But like any marketing strategy, quality matters more than quantity. For your landing pages to convert, they have to engage and persuade. Read on to learn how to write landing page content that engages consumers and delivers a connection that leads to sales.

What Is a Landing Page?

A landing page is a stand-alone web page developed for a specific marketing campaign. Visitors "land" on it after clicking through from another message — perhaps a social media ad, email, or blog post.

If the landing page does its job, it brings the visitor a step closer to purchase. That's where great content comes in.

What Makes Good Content for a Landing Page?

Landing pages rely on a special kind of content called copy. Content is any creative material that brands use to speak to their audiences. A blog post is content. So is a viral video. It educates, entertains, or informs.

Copy is persuasive content. People click on a landing page when an ad or content sparks their interest. The landing page's job is to encourage that interest and convince the reader to take a particular action. That action might be a purchase, but it might also be a step on the way to purchase — like an email list signup or a request for more information.

To get the reader ready for that next step, landing page content must be user-friendly and appealing.

How to Write Landing Pages That Convert

There's no one secret of how to write a landing page. It's a matter of knowing your audience, being genuine, and helping the reader solve a problem.

With that goal in mind, write landing page copy the same way you write any other piece — one step at a time.

1. Create Skimmable Content

Landing page content structure should be easy on the eyes and simple to read. Like any other web user, landing page visitors will skim before reading in-depth. Catch their eyes with:

  • A headline and subheading that encourages the visitor to keep reading
  • Descriptive titles to break up sections
  • Short paragraphs (no more than three or four lines of text)
  • Bulleted lists to highlight benefits
  • Plenty of images with engaging captions

If you attract a reader's attention with skimmable content, they're more likely to hear your message.

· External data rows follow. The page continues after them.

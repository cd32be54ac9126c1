mod support;

use std::sync::{Arc, Mutex as StdMutex};
use std::time::Duration;

use rollcore::codec::{v1, v2};
use rollcore::control::drive::DriveController;
use rollcore::control::sensor_v1::SensorBitmaskController;
use rollcore::packet::RawCommand;
use rollcore::toy::sphero_classic;
use rollcore::transactor::{Transactor, WireVariant};
use rollcore::Error;
use support::MockTransport;

async fn respond_to_next(transport: Arc<MockTransport>, did: u8, cid: u8, err: v2::ErrorCode, data: Vec<u8>) {
    tokio::spawn(async move {
        loop {
            tokio::time::sleep(Duration::from_millis(5)).await;
            if let Some(last) = transport.last_sent().await {
                if let Ok(req) = v2::Packet::parse(&last) {
                    if req.device_id == did && req.command_id == cid {
                        let resp = v2::Packet::response(&req, err, data.clone());
                        transport.feed(resp.build()).await;
                        break;
                    }
                }
            }
        }
    });
}

#[tokio::test]
async fn execute_resolves_and_commands_serialize_in_order() {
    let transport = MockTransport::new();
    let tx = Transactor::new(WireVariant::V2, transport.clone(), Duration::from_millis(1));
    tx.open().await.unwrap();

    respond_to_next(transport.clone(), 24, 0, v2::ErrorCode::Success, vec![]).await;
    let first = tx.execute(RawCommand::new(24, 0, None, vec![1])).await.unwrap();
    assert!(first.is_response());

    respond_to_next(transport.clone(), 24, 1, v2::ErrorCode::Success, vec![]).await;
    let second = tx.execute(RawCommand::new(24, 1, None, vec![2])).await.unwrap();
    assert!(second.is_response());

    // Both commands were written in issue order (seq 0 then seq 1).
    let sent = transport.sent.lock().await.clone();
    let first_req = v2::Packet::parse(&sent[0]).unwrap();
    let second_req = v2::Packet::parse(&sent[1]).unwrap();
    assert_eq!(first_req.seq, 0);
    assert_eq!(second_req.seq, 1);
}

#[tokio::test]
async fn timeout_removes_waiter_and_later_ping_still_succeeds() {
    let transport = MockTransport::new();
    let tx = Transactor::new(WireVariant::V2, transport.clone(), Duration::from_millis(1));
    tx.open().await.unwrap();

    let timed_out = tx.execute_with_timeout(RawCommand::new(16, 0, None, vec![]), Duration::from_millis(30)).await;
    assert!(matches!(timed_out, Err(Error::Timeout)));

    respond_to_next(transport.clone(), 16, 0, v2::ErrorCode::Success, vec![0xAA]).await;
    let result = tx.execute_with_timeout(RawCommand::new(16, 0, None, vec![]), Duration::from_secs(2)).await.unwrap();
    assert_eq!(result.data(), &[0xAA]);
}

#[tokio::test]
async fn command_error_surfaces_as_command_execute() {
    let transport = MockTransport::new();
    let tx = Transactor::new(WireVariant::V2, transport.clone(), Duration::from_millis(1));
    tx.open().await.unwrap();

    respond_to_next(transport.clone(), 24, 0, v2::ErrorCode::Busy, vec![]).await;
    let result = tx.execute(RawCommand::new(24, 0, None, vec![])).await;
    assert!(matches!(result, Err(Error::CommandExecute(_))));
}

#[tokio::test]
async fn roll_backward_then_stop_matches_scenario() {
    let transport = MockTransport::new();
    let tx = Transactor::new(WireVariant::V2, transport.clone(), Duration::from_millis(1));
    tx.open().await.unwrap();
    let drive = DriveController::new(tx.clone(), WireVariant::V2, &rollcore::toy::mini::CAPABILITIES, None);

    respond_to_next(transport.clone(), 22, 7, v2::ErrorCode::Success, vec![]).await;
    drive.roll_start(30, -100).await.unwrap();
    let sent = transport.last_sent().await.unwrap();
    let req = v2::Packet::parse(&sent).unwrap();
    assert_eq!(req.data, vec![100, 0x00, 210, 0b01]);

    respond_to_next(transport.clone(), 22, 7, v2::ErrorCode::Success, vec![]).await;
    drive.roll_stop(30).await.unwrap();
    let sent = transport.last_sent().await.unwrap();
    let req = v2::Packet::parse(&sent).unwrap();
    assert_eq!(req.data, vec![0, 0x00, 30, 0b00]);
}

#[tokio::test]
async fn drive_rejects_a_command_the_model_does_not_implement() {
    use rollcore::toy::types::{LedMaskWidth, SensorGroup, StreamingProtocol, ToyCapabilities, ToyTypeInfo};

    const NO_SENSORS: &[SensorGroup] = &[];
    static NO_DRIVE: ToyCapabilities = ToyCapabilities {
        toy_type: ToyTypeInfo { display_name: "Bare", prefix: None, filter_prefix: "BR" },
        wire: WireVariant::V2,
        cmd_safe_interval: Duration::from_millis(120),
        processor_count: 1,
        streaming_protocol: StreamingProtocol::Bitmask,
        led_mask_width: LedMaskWidth::None,
        led_count: 0,
        sensors: NO_SENSORS,
        extended_sensors: NO_SENSORS,
        streaming_services: &[],
        supported: &[],
    };

    let transport = MockTransport::new();
    let tx = Transactor::new(WireVariant::V2, transport.clone(), Duration::from_millis(1));
    tx.open().await.unwrap();
    let drive = DriveController::new(tx, WireVariant::V2, &NO_DRIVE, None);

    let result = drive.roll_start(30, -100).await;
    assert!(matches!(result, Err(Error::UnsupportedOperation { did: 22, cid: 7 })));
    // Never reached the wire: only the handshake write went out.
    assert_eq!(transport.sent.lock().await.len(), 1);
}

#[tokio::test]
async fn v1_sensor_enable_then_notification_reaches_subscriber() {
    let transport = MockTransport::new();
    let tx = Transactor::new(WireVariant::V1, transport.clone(), Duration::from_millis(1));
    tx.open().await.unwrap();
    let sensors = SensorBitmaskController::new(tx.clone(), WireVariant::V1, &sphero_classic::CAPABILITIES, None);

    let samples: Arc<StdMutex<Vec<_>>> = Arc::new(StdMutex::new(Vec::new()));
    let samples_clone = samples.clone();
    sensors.on_data(move |sample| samples_clone.lock().unwrap().push(sample)).await;

    sensors.enable("accelerometer", true).await;

    // `commit()` is this transactor's first command, so it carries seq 0 —
    // feed the matching success response directly rather than re-parsing
    // the request we just wrote (our own outbound bytes aren't structurally
    // distinguishable from a response frame once re-collected).
    let responder = tokio::spawn({
        let transport = transport.clone();
        async move {
            tokio::time::sleep(Duration::from_millis(5)).await;
            let response = v1::Response { mrsp: v1::MrspError::CommandSucceeded, seq: 0, data: vec![] };
            transport.feed(response.build()).await;
        }
    });
    sensors.commit().await.unwrap();
    responder.await.unwrap();

    // Accelerometer x/y/z words at the scenario's extremes.
    let notify = v1::Async { id_code: 3, data: vec![0x7F, 0xFF, 0x80, 0x00, 0x00, 0x00] };
    transport.feed(notify.build()).await;
    tokio::time::sleep(Duration::from_millis(20)).await;

    let samples = samples.lock().unwrap();
    assert_eq!(samples.len(), 1);
    let (group, values) = &samples[0][0];
    assert_eq!(*group, "accelerometer");
    assert_eq!(values[0], ("x", 32767.0 / 4096.0));
    assert_eq!(values[1], ("y", -32768.0 / 4096.0));
}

2. Make Content Conversational

This can be particularly difficult if you normally write longer, more journalistic content. Sales copy is much more direct, as though you're speaking directly to your reader.

Get that effect by writing like you talk. Use:

  • Short sentences
  • Simple words (without talking down to the reader)
  • Conversational phrases like "Hang on" and "Check this out"
  • Lots of "you" language, with some "I" and "We" sprinkled in
  • Humor (if it fits the brand)
  • Grammar that breaks the rules (if it sounds more natural)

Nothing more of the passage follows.